A equipe econômica conseguiu desarmar uma pauta interna do PT sobre gastos no programa de governo, e o presidente Luiz Inácio Lula da Silva definiu a necessidade de contenção na trajetória dos gastos obrigatórios. Temas como tarifa zero no transporte e reversão de privatizações foram excluídos das propostas.
A definição ocorreu nesta semana, e a área econômica obteve vitórias ao afastar propostas consideradas ruidosas para o mercado financeiro. O programa de governo, que ainda será divulgado, não incluirá teses como controle de capitais ou promessa de tarifa zero no transporte público, segundo a equipe econômica.

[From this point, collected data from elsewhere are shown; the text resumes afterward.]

// Copyright 2026 BadCompany
//
// Licensed under the Apache License, Version 2.0 (the "License");
// you may not use this file except in compliance with the License.
// You may obtain a copy of the License at
//
//     http://www.apache.org/licenses/LICENSE-2.0
//
// Unless required by applicable law or agreed to in writing, software
// distributed under the License is distributed on an "AS IS" BASIS,
// WITHOUT WARRANTIES OR CONDITIONS OF ANY KIND, either express or implied.
// See the License for the specific language governing permissions and
// limitations under the License.

//! Transport bindings.
//!
//! A transport delivers one encoded request envelope to a tool and returns
//! the tool's response envelope. Only the stdio binding is implemented; any
//! other binding must keep the same envelope format and the same
//! one-request/one-response pairing.

pub mod codec;
pub mod stdio;

use std::fmt;
use std::str::FromStr;

use async_trait::async_trait;
use bytes::Bytes;

use crate::mist_core::constants::transports;
use crate::mist_core::errors::MistError;
use crate::protocol::message::{is_envelope, Message};

pub use stdio::{StdioServer, StdioTransport};

/// Request/response exchange with a tool.
#[async_trait]
pub trait Transport: Send + Sync {
    /// Name passed to the tool's `--transport` flag
    fn name(&self) -> &'static str;

    /// Deliver `request` and wait for the response envelope.
    async fn exchange(&self, request: &Message) -> Result<Message, MistError>;
}

#[derive(Debug, Clone, Copy, PartialEq, Eq, Hash)]
#[non_exhaustive]
pub enum TransportKind {
    Stdio,
}

impl TransportKind {
    pub fn as_str(&self) -> &'static str {
        match self {
            TransportKind::Stdio => transports::STDIO,
        }
    }
}

impl fmt::Display for TransportKind {
    fn fmt(&self, f: &mut fmt::Formatter<'_>) -> fmt::Result {
        f.write_str(self.as_str())
    }
}

impl FromStr for TransportKind {
    type Err = MistError;

    fn from_str(s: &str) -> Result<Self, Self::Err> {
        match s.trim().to_lowercase().as_str() {
            transports::STDIO => Ok(TransportKind::Stdio),
            other => Err(MistError::UnsupportedTransport(other.to_string())),
        }
    }
}

/// Outcome of scanning a tool's output for its response envelope.
#[derive(Debug, Clone, PartialEq, Eq)]
pub enum Selection {
    /// The last non-empty line that decodes as an envelope
    Envelope(Bytes),
    /// Output had content, but no line decoded as an envelope; holds the last
    /// non-empty line
    Noise(Bytes),
    /// No non-whitespace output at all
    Empty,
}

impl Selection {
    /// Decode the selected envelope. Empty output yields a default message.
    pub fn into_message(self) -> Result<Message, MistError> {
        match self {
            Selection::Envelope(line) => Message::decode(&line),
            Selection::Empty => Ok(Message::default()),
            Selection::Noise(line) => Err(MistError::MalformedEnvelope(format!(
                "no decodable envelope in tool output (last line: {:?})",
                preview(&line)
            ))),
        }
    }
}

/// Streaming picker for the authoritative response line.
///
/// Feed it every output line in order. Only the current candidate is kept,
/// so memory use is bounded by the longest line rather than total output.
#[derive(Debug, Default)]
pub struct ResponseSelector {
    envelope: Option<Bytes>,
    last_non_empty: Option<Bytes>,
}

impl ResponseSelector {
    pub fn new() -> Self {
        Self::default()
    }

    pub fn feed(&mut self, line: Bytes) {
        let trimmed = trim_ascii(&line);
        if trimmed.is_empty() {
            return;
        }
        let line = line.slice_ref(trimmed);
        if is_envelope(&line) {
            self.envelope = Some(line.clone());
        }
        self.last_non_empty = Some(line);
    }

    pub fn finish(self) -> Selection {
        match (self.envelope, self.last_non_empty) {
            (Some(line), _) => Selection::Envelope(line),
            (None, Some(line)) => Selection::Noise(line),
            (None, None) => Selection::Empty,
        }
    }
}

/// Select the response envelope from fully buffered output.
pub fn select_response(output: &[u8]) -> Selection {
    let mut selector = ResponseSelector::new();
    let mut rest = Bytes::copy_from_slice(output);
    while !rest.is_empty() {
        let line = match rest.iter().position(|b| *b == b'\n') {
            Some(pos) => {
                let line = rest.slice(..pos);
                rest = rest.slice(pos + 1..);
                line
            }
            None => std::mem::take(&mut rest),
        };
        selector.feed(line);
    }
    selector.finish()
}

fn trim_ascii(bytes: &[u8]) -> &[u8] {
    let start = bytes
        .iter()
        .position(|b| !b.is_ascii_whitespace())
        .unwrap_or(bytes.len());
    let end = bytes
        .iter()
        .rposition(|b| !b.is_ascii_whitespace())
        .map_or(start, |i| i + 1);
    &bytes[start..end]
}

fn preview(line: &[u8]) -> String {
    const MAX: usize = 120;
    let text = String::from_utf8_lossy(line);
    if text.chars().count() > MAX {
        let cut: String = text.chars().take(MAX).collect();
        format!("{}...", cut)
    } else {
        text.into_owned()
    }
}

A sinalização também reforça o esforço de consolidação fiscal do governo, visando melhorar os resultados primários. Embora não haja menção direta ao projeto de Lei de Diretrizes Orçamentárias (LDO) de 2027, o documento prevê a retomada de resultados primários positivos e um ajuste de dois pontos percentuais do PIB até 2030.
Apesar do acordo com presidentes do PT, como Edinho Silva, e do BNDES, a equipe econômica não conseguiu promessas mais ousadas, como a diminuição do teto de gastos. A flexibilidade do documento do PT visa permitir que Lula defina passos eleitorais e de gestão, ao mesmo tempo em que sinaliza melhoria na posição fiscal do país.